Toda a gente gostava do “59”, apesar de lhe fazermos as maiores tropelias.

Uma noite, estávamos no quarto de um dos furriéis, a ouvir música de jazz – Eric Clapton – quando o “59” entrou, a ver se cravava umas cervejas ou uma garrafa de whisky. Já eram duas horas da manhã e um silêncio, só entrecortado pelo barulho dos geradores de electricidade, invadia o aquartelamento.

Porque já estávamos todos um pouco tocados, dissemo-lhe:

- “59”, queres ganhar uma grade de cerveja?

Os olhos brilharam, de imediato.

- Então tens que pegar na G3 e despejar um carregador na parada!

O “59”, fez cara de amuado, e respondeu:

- Para beber a merda de uma grade de cerveja tenho que despejar um carregador? Despejem vocês!

- Tens medo?, perguntámos, em tom de desafio.

- Eu não tenho medo de nada, foca-se!, e saiu disparado.

Não demorou mais de cinco minutos. Começámos a ouvir uma rajada de metralhadora, longa, longa.

Saímos a correr e fomos ver o que estava a acontecer. O “59”, no meio da parada, com a G3 erguida ao alto, gritava “Tenho medo, eu! Tenho medo? Tomem lá o medo”.

De repente, toda a companhia estava de pé, acordada por aquele alvoroço, de armas em punho, procurando o “inimigo” que disparava rajadas de metralhadora ás duas horas da manhã.

Quando acabou de esvaziar o carregador, o amigo “59” dirige-se ao nosso grupo e, com uma enorme calma e um maior desplante, diz:

- Então onde é que está a merda da grade de cerveja? Vai já toda de uma assentada!

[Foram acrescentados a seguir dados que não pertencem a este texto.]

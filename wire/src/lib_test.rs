use super::*;

fn handshake() -> Handshake {
    Handshake {
        sid: "eio-1".to_owned(),
        upgrades: Vec::new(),
        ping_interval: 25_000,
        ping_timeout: 20_000,
        max_payload: Some(1_000_000),
    }
}

#[test]
fn encode_heartbeat_packets() {
    assert_eq!(encode_packet(&EnginePacket::Ping), "2");
    assert_eq!(encode_packet(&EnginePacket::Pong), "3");
    assert_eq!(encode_packet(&EnginePacket::Close), "1");
}

#[test]
fn encode_connect_without_auth_is_bare() {
    assert_eq!(encode_packet(&EnginePacket::connect(None)), "40");
}

#[test]
fn encode_connect_carries_auth_token() {
    let packet = EnginePacket::connect(Some(serde_json::json!({ "token": "t-1" })));
    assert_eq!(encode_packet(&packet), r#"40{"token":"t-1"}"#);
}

#[test]
fn encode_event_wraps_name_and_argument_in_array() {
    let packet = EnginePacket::event("join-tracking", serde_json::json!("P1"));
    assert_eq!(encode_packet(&packet), r#"42["join-tracking","P1"]"#);
}

#[test]
fn decode_open_reads_heartbeat_parameters() {
    let text = r#"0{"sid":"eio-1","upgrades":[],"pingInterval":25000,"pingTimeout":20000,"maxPayload":1000000}"#;
    let packet = decode_packet(text).expect("open");
    assert_eq!(packet, EnginePacket::Open(handshake()));
}

#[test]
fn encoded_open_is_readable_by_decoder() {
    let text = encode_packet(&EnginePacket::Open(handshake()));
    assert!(text.starts_with("0{"));
    assert_eq!(decode_packet(&text).expect("open"), EnginePacket::Open(handshake()));
}

#[test]
fn decode_connect_ack_keeps_sid_payload() {
    let packet = decode_packet(r#"40{"sid":"sock-9"}"#).expect("connect");
    assert_eq!(
        packet,
        EnginePacket::Message(SocketPacket::Connect(Some(serde_json::json!({ "sid": "sock-9" }))))
    );
}

#[test]
fn decode_event_extracts_name_and_first_argument() {
    let packet = decode_packet(r#"42["status-changed",{"parcelId":"P1","status":"delivered"}]"#).expect("event");
    let EnginePacket::Message(SocketPacket::Event { name, data }) = packet else {
        panic!("expected event packet");
    };
    assert_eq!(name, "status-changed");
    assert_eq!(data["parcelId"], "P1");
}

#[test]
fn decode_event_without_argument_defaults_to_null() {
    let packet = decode_packet(r#"42["ping-me"]"#).expect("event");
    assert_eq!(packet, EnginePacket::event("ping-me", serde_json::Value::Null));
}

#[test]
fn decode_event_skips_ack_id_and_root_namespace() {
    let packet = decode_packet(r#"42/,17["system-announcement","hello"]"#).expect("event");
    assert_eq!(packet, EnginePacket::event("system-announcement", serde_json::json!("hello")));
}

#[test]
fn decode_rejects_foreign_namespace() {
    let err = decode_packet(r#"42/admin,["x",1]"#).expect_err("namespace");
    assert!(matches!(err, CodecError::ForeignNamespace(ns) if ns == "/admin"));
}

#[test]
fn decode_connect_error_keeps_message() {
    let packet = decode_packet(r#"44{"message":"invalid token"}"#).expect("connect error");
    assert_eq!(
        packet,
        EnginePacket::Message(SocketPacket::ConnectError(serde_json::json!({ "message": "invalid token" })))
    );
}

#[test]
fn decode_server_disconnect() {
    assert_eq!(decode_packet("41").expect("disconnect"), EnginePacket::Message(SocketPacket::Disconnect));
}

#[test]
fn decode_rejects_empty_frame() {
    assert!(matches!(decode_packet(""), Err(CodecError::Empty)));
    assert!(matches!(decode_packet("4"), Err(CodecError::Empty)));
}

#[test]
fn decode_rejects_unknown_types() {
    assert!(matches!(decode_packet("9"), Err(CodecError::UnknownEngineType('9'))));
    assert!(matches!(decode_packet("49"), Err(CodecError::UnknownSocketType('9'))));
}

#[test]
fn decode_rejects_binary_and_ack_packets() {
    assert!(matches!(decode_packet(r#"431["ok"]"#), Err(CodecError::Unsupported('3'))));
    assert!(matches!(decode_packet(r#"451-["file",{}]"#), Err(CodecError::Unsupported('5'))));
}

#[test]
fn decode_rejects_event_without_string_name() {
    assert!(matches!(decode_packet("42[]"), Err(CodecError::MalformedEvent)));
    assert!(matches!(decode_packet("42[1,2]"), Err(CodecError::MalformedEvent)));
    assert!(matches!(decode_packet(r#"42{"a":1}"#), Err(CodecError::MalformedEvent)));
}

#[test]
fn decode_rejects_malformed_json() {
    assert!(matches!(decode_packet("42[\"x\","), Err(CodecError::Json(_))));
}

#[test]
fn decode_ping_with_probe_payload_is_ping() {
    assert_eq!(decode_packet("2probe").expect("ping"), EnginePacket::Ping);
}
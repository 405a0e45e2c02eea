//! Rolling feed of dashboard notices (announcements, bookings, assignments).

use std::collections::VecDeque;
use std::sync::Arc;

use serde_json::Value;
use time::OffsetDateTime;
use tokio::sync::watch;
use wire::events::{AGENT_ASSIGNED, PARCEL_BOOKED, Priority, SYSTEM_ANNOUNCEMENT};

use super::connection::{Connection, Listener};

pub const DEFAULT_FEED_CAPACITY: usize = 50;

/// Events shown on the admin dashboard.
pub const ADMIN_FEED_EVENTS: [&str; 3] = [SYSTEM_ANNOUNCEMENT, PARCEL_BOOKED, AGENT_ASSIGNED];

#[derive(Clone, Debug, PartialEq)]
pub struct Notice {
    /// Position in the feed, starting at 1; keeps counting after old
    /// notices are dropped.
    pub seq: u64,
    pub event: String,
    pub message: String,
    pub priority: Priority,
    pub received_at: OffsetDateTime,
}

impl Notice {
    fn from_event(event: &str, data: &Value) -> Self {
        let text = |key: &str| data.get(key).and_then(Value::as_str).unwrap_or_default().to_owned();
        let message = match event {
            PARCEL_BOOKED => format!(
                "Parcel {} booked: {} to {}",
                text("trackingNumber"),
                text("pickupCity"),
                text("deliveryCity")
            ),
            AGENT_ASSIGNED => format!("{} assigned to parcel {}", text("agentName"), text("parcelId")),
            _ => text("message"),
        };
        let priority = data
            .get("priority")
            .and_then(|p| serde_json::from_value(p.clone()).ok())
            .unwrap_or_default();
        Self {
            seq: 0,
            event: event.to_owned(),
            message,
            priority,
            received_at: OffsetDateTime::now_utc(),
        }
    }
}

/// Newest notices last, oldest dropped beyond `capacity`.
pub struct NoticeFeed {
    notices: Arc<watch::Sender<VecDeque<Notice>>>,
    _listeners: Vec<Listener>,
}

impl NoticeFeed {
    #[must_use]
    pub fn open(connection: &Connection) -> Self {
        Self::open_with(connection, &ADMIN_FEED_EVENTS, DEFAULT_FEED_CAPACITY)
    }

    #[must_use]
    pub fn open_with(connection: &Connection, events: &[&'static str], capacity: usize) -> Self {
        let (notices, _) = watch::channel(VecDeque::<Notice>::with_capacity(capacity));
        let notices = Arc::new(notices);
        let listeners = events
            .iter()
            .map(|&event| {
                let notices = Arc::clone(&notices);
                connection.listen(event, move |data| {
                    let mut notice = Notice::from_event(event, data);
                    notices.send_modify(|feed| {
                        notice.seq = feed.back().map_or(1, |last| last.seq + 1);
                        feed.push_back(notice);
                        while feed.len() > capacity {
                            feed.pop_front();
                        }
                    });
                })
            })
            .collect();
        Self {
            notices,
            _listeners: listeners,
        }
    }

    #[must_use]
    pub fn notices(&self) -> Vec<Notice> {
        self.notices.borrow().iter().cloned().collect()
    }

    /// Notices in `feed` newer than `seq`, oldest first.
    pub fn newer_than(feed: &VecDeque<Notice>, seq: u64) -> impl Iterator<Item = &Notice> {
        feed.iter().filter(move |notice| notice.seq > seq)
    }

    #[must_use]
    pub fn watch(&self) -> watch::Receiver<VecDeque<Notice>> {
        self.notices.subscribe()
    }
}

#[cfg(test)]
#[path = "feed_test.rs"]
mod tests;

O resto do pessoal, ao ouvir o “59” imediatamente percebeu quem tinham sido os autores da marosca e dirigiram-nos toda a espécie de impropérios. “filhos da puta, a gozarem com o maluco”, “sacanas, a acordarem um gajo ás duas da manhã!”, “amanhã estão fodidos comigo”, etc., etc.

Escusado será dizer que o “59” foi de cana e apanhou cinco dias de detenção. Levámo-lhe a grade de cerveja prometida, bem como uma grande pedra de gelo para refrescar as “nocais” e o cantineiro ia levar-lhe as refeições á prisão improvisada nos fundos da oficina de carpintaria. Foi uma experiência fantástica para o “59” que nunca tinha tido, tal como a maioria de nós, qualquer período de férias, na vida. Gostou, habituou-se, sentiu-se importante, e, ao longo de dois anos, raro era o mês em que o “59” não apanhava cindo ou dez dias de detenção.

Quando o criticávamos, respondia-nos:

- Eu é que sou maluco não é? ’tou na prisa descansado, a beber umas bojecas, e vocês é que andam a dar o coiro. E eu é que sou maluco, não é?